Again, the Gaza Strip stands alone in the face of the Israeli blockade, a policy that deals with the area as a group of people running a terrorist movement (Hamas). Israel continues its military pressure while ignoring the deteriorating socioeconomic situation in the Strip, which caused concern among various leaders of the Israeli security institutions. Quoted by Israeli daily Haaretz, they warned of “economic collapse if the policy of closures and blockade continued along with lack of facilities or supply of electricity and all the other necessities of life and living services”. They added: “The economy of the Gaza Strip is in a state of complete collapse, such as zero to minus, along with the state of civilian infrastructure.” Furthermore, they cautioned that “the situation will deteriorate, and it may reach to thousands of attempts to cross the fence separating Israel, a scenario that cannot be overcome without reaching escalation.” Similarly, the Los Angeles Times reported: “Hamas and Israel do not want another war in Gaza, but that is not enough to prevent it from erupting,” warning of “possible protests involving thousands of unarmed civilians on the border”. They may try to drop or uproot the fence separating them, which may lead to two things: The use of the (Israeli) military violent force with civilians, or the influx of thousands of Gaza residents to southern Israel.

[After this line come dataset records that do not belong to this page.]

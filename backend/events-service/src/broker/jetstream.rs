//! `async-nats` JetStream implementations of the broker traits

use async_nats::jetstream::{self, consumer::PullConsumer, AckKind};
use async_trait::async_trait;
use bytes::Bytes;
use futures::StreamExt;
use std::time::Duration;
use tracing::{debug, info, warn};

use super::{
    BrokerError, BrokerPublisher, BrokerResult, ConsumerStatus, FetchError, InboundMessage,
    MessageSource,
};

const RECONNECT_DELAY: Duration = Duration::from_secs(1);

/// Connect to NATS.
///
/// The initial connection must succeed (startup fails otherwise); after that
/// the client reconnects indefinitely, one second apart.
pub async fn connect(url: &str, client_name: &str) -> BrokerResult<async_nats::Client> {
    info!(url = %url, "Connecting to NATS");

    let client = async_nats::ConnectOptions::new()
        .name(client_name)
        .reconnect_delay_callback(|_attempts| RECONNECT_DELAY)
        .event_callback(|event| async move {
            match event {
                async_nats::Event::Disconnected => warn!("NATS connection lost, reconnecting"),
                async_nats::Event::Connected => info!("NATS connection (re)established"),
                other => debug!(event = %other, "NATS client event"),
            }
        })
        .connect(url)
        .await
        .map_err(|e| BrokerError::Connect(e.to_string()))?;

    info!("Connected to NATS");
    Ok(client)
}

/// Publishes through a JetStream context, waiting for the stream's ack.
#[derive(Clone)]
pub struct JetStreamPublisher {
    context: jetstream::Context,
}

impl JetStreamPublisher {
    pub fn new(context: jetstream::Context) -> Self {
        Self { context }
    }
}

#[async_trait]
impl BrokerPublisher for JetStreamPublisher {
    async fn publish(&self, subject: String, payload: Bytes) -> BrokerResult<()> {
        let ack = self
            .context
            .publish(subject, payload)
            .await
            .map_err(|e| BrokerError::Publish(e.to_string()))?;

        ack.await.map_err(|e| BrokerError::Publish(e.to_string()))?;
        Ok(())
    }
}

/// A message fetched from a pull consumer
pub struct JetStreamMessage(jetstream::Message);

#[async_trait]
impl InboundMessage for JetStreamMessage {
    fn payload(&self) -> &[u8] {
        &self.0.message.payload
    }

    fn delivery_count(&self) -> u64 {
        self.0
            .info()
            .map(|info| info.delivered.max(0) as u64)
            .unwrap_or(0)
    }

    async fn ack(&self) -> BrokerResult<()> {
        self.0
            .ack()
            .await
            .map_err(|e| BrokerError::Ack(e.to_string()))
    }

    async fn nak(&self) -> BrokerResult<()> {
        self.0
            .ack_with(AckKind::Nak(None))
            .await
            .map_err(|e| BrokerError::Ack(e.to_string()))
    }

    async fn term(&self) -> BrokerResult<()> {
        self.0
            .ack_with(AckKind::Term)
            .await
            .map_err(|e| BrokerError::Ack(e.to_string()))
    }
}

/// Durable pull consumer as a [`MessageSource`]
pub struct JetStreamSource {
    consumer: PullConsumer,
}

impl JetStreamSource {
    pub fn new(consumer: PullConsumer) -> Self {
        Self { consumer }
    }
}

#[async_trait]
impl MessageSource for JetStreamSource {
    type Message = JetStreamMessage;

    async fn fetch(
        &self,
        max_messages: usize,
        expires: Duration,
    ) -> Result<Vec<JetStreamMessage>, FetchError> {
        let mut batch = self
            .consumer
            .fetch()
            .max_messages(max_messages)
            .expires(expires)
            .messages()
            .await
            .map_err(FetchError::classify)?;

        let mut messages = Vec::with_capacity(max_messages);
        while let Some(next) = batch.next().await {
            match next {
                Ok(message) => messages.push(JetStreamMessage(message)),
                // Keep what already arrived; the rest is redelivered after ack_wait
                Err(e) if !messages.is_empty() => {
                    debug!(error = %e, received = messages.len(), "Fetch ended early");
                    break;
                }
                Err(e) => return Err(FetchError::classify(e)),
            }
        }

        Ok(messages)
    }

    async fn status(&self) -> BrokerResult<ConsumerStatus> {
        // info() refreshes the consumer's cached state, so it needs a mutable handle
        let mut consumer = self.consumer.clone();
        let info = consumer
            .info()
            .await
            .map_err(|e| BrokerError::Info(e.to_string()))?;

        Ok(ConsumerStatus {
            pending: info.num_pending,
            ack_pending: info.num_ack_pending as u64,
        })
    }
}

The ‘catastrophe’ in the Gaza Strip is similar to the case of ‘clinical death’ economically, socially, structurally and in the infrastructure, and things are at risk of uncontrollable explosion. Unemployment is on the rise, social problems are worsening, factories are stopping, the financial situation is deteriorating and several other vital things are getting worse day by day. With all this deterioration, United States President Donald Trump’s decision to cut support for the United Nations Relief and Works Agency (UNRWA) has exacerbated the situation. The potential ‘catastrophe’ becomes clearer with the fact sheet on the local economic development in Gaza Strip issued by the International Commission to Support the Palestinian People’s Rights (ICSPR). This sheet indicated that the area “faces multiple challenges and problems hampering achievement of a real economic development”. According to the report: “80 per cent of Gaza population depends on international assistance. More than 70 per cent suffers from lack of healthy or safe food, while the number of those unemployed during the third quarter of 2017 reached 243,800 — amounting to 46.6 per cent.” Moreover, it was indicated that “60 per cent of the factories and workshops were forced to decrease work or shut down since the imposition of the blockade. The rate of investment to gross domestic product declined from 17.6 per cent before the blockade (in 2006-2008) to 2.1 per cent in 2015. 78 per cent of the employed people are paid employees, while only 13.9 per cent are self-employed. This indicates that most of the private business groups in Gaza are in poverty and rely on assistance”.
It is to be noted that the Egyptian Rafah border crossing was open for 21 days only in 2017! Moreover, according to the Gaza Health Ministry, three hospitals and 13 other medical centres have stopped due to fuel shortages. The UN Office for Coordination of Humanitarian Affairs (OCHA) said, “the United Nations is coordinating efforts supported by donor countries to provide emergency fuel supplies to operate back-up generators and vehicles to ensure minimum level of health services, water and solid waste collection in light of the acute electricity shortage that the blockaded Gaza Strip is facing”. There is a need for 1.4 million litres of fuel monthly, or $10 million (Dh36.78 million) annually, to keep all the vital facilities running.
The UN Envoy to the Middle East, Nicolai Miladinov, has warned of the dangers of continuing humanitarian and security conditions in Gaza Strip, criticising Israel’s intransigence on the blockade issue, which has also been addressed by some Israeli writers, politicians and security officials. “Infectious diseases will not stop at the Erez checkpoint,” says Israeli journalist Amos Harel. “There is no technology that can detect and destroy it before the wall is breached in Kerem Abu Salem Crossing, where it also affects Israeli citizens. The question is: Will Hamas return to using weapons against Israel?” Israel is bound to face more pressing challenges. How will the spread of diseases to Naqab be prevented? What will they do when the hospitals collapse in Gaza or when the water network is unable to work? What would they do if a large group of Palestinians stopped at the gates of Israel in the wall and begged Israel to save them during a humanitarian crisis of a magnitude we have not yet faced!”
The Israeli President, Reuven Rivlin, has warned of the possibility of a humanitarian crisis in Gaza Strip soon, but he also attacked Hamas, accusing it of preventing any improvement in the situation in the area. “The hour will come when the infrastructure in Gaza will collapse and many citizens will be left in trouble, without sanitation facilities, exposed to the pollution of underground water and epidemics,” he said.
Indeed, after 11 years of total Israeli siege, a full-fledged war crime, it is clear that Gaza’s demographic, economic, political and social structure has become a volcano ready for eruption.
Professor As’ad Abdul Rahman is the chairman of the Palestinian Encyclopaedia.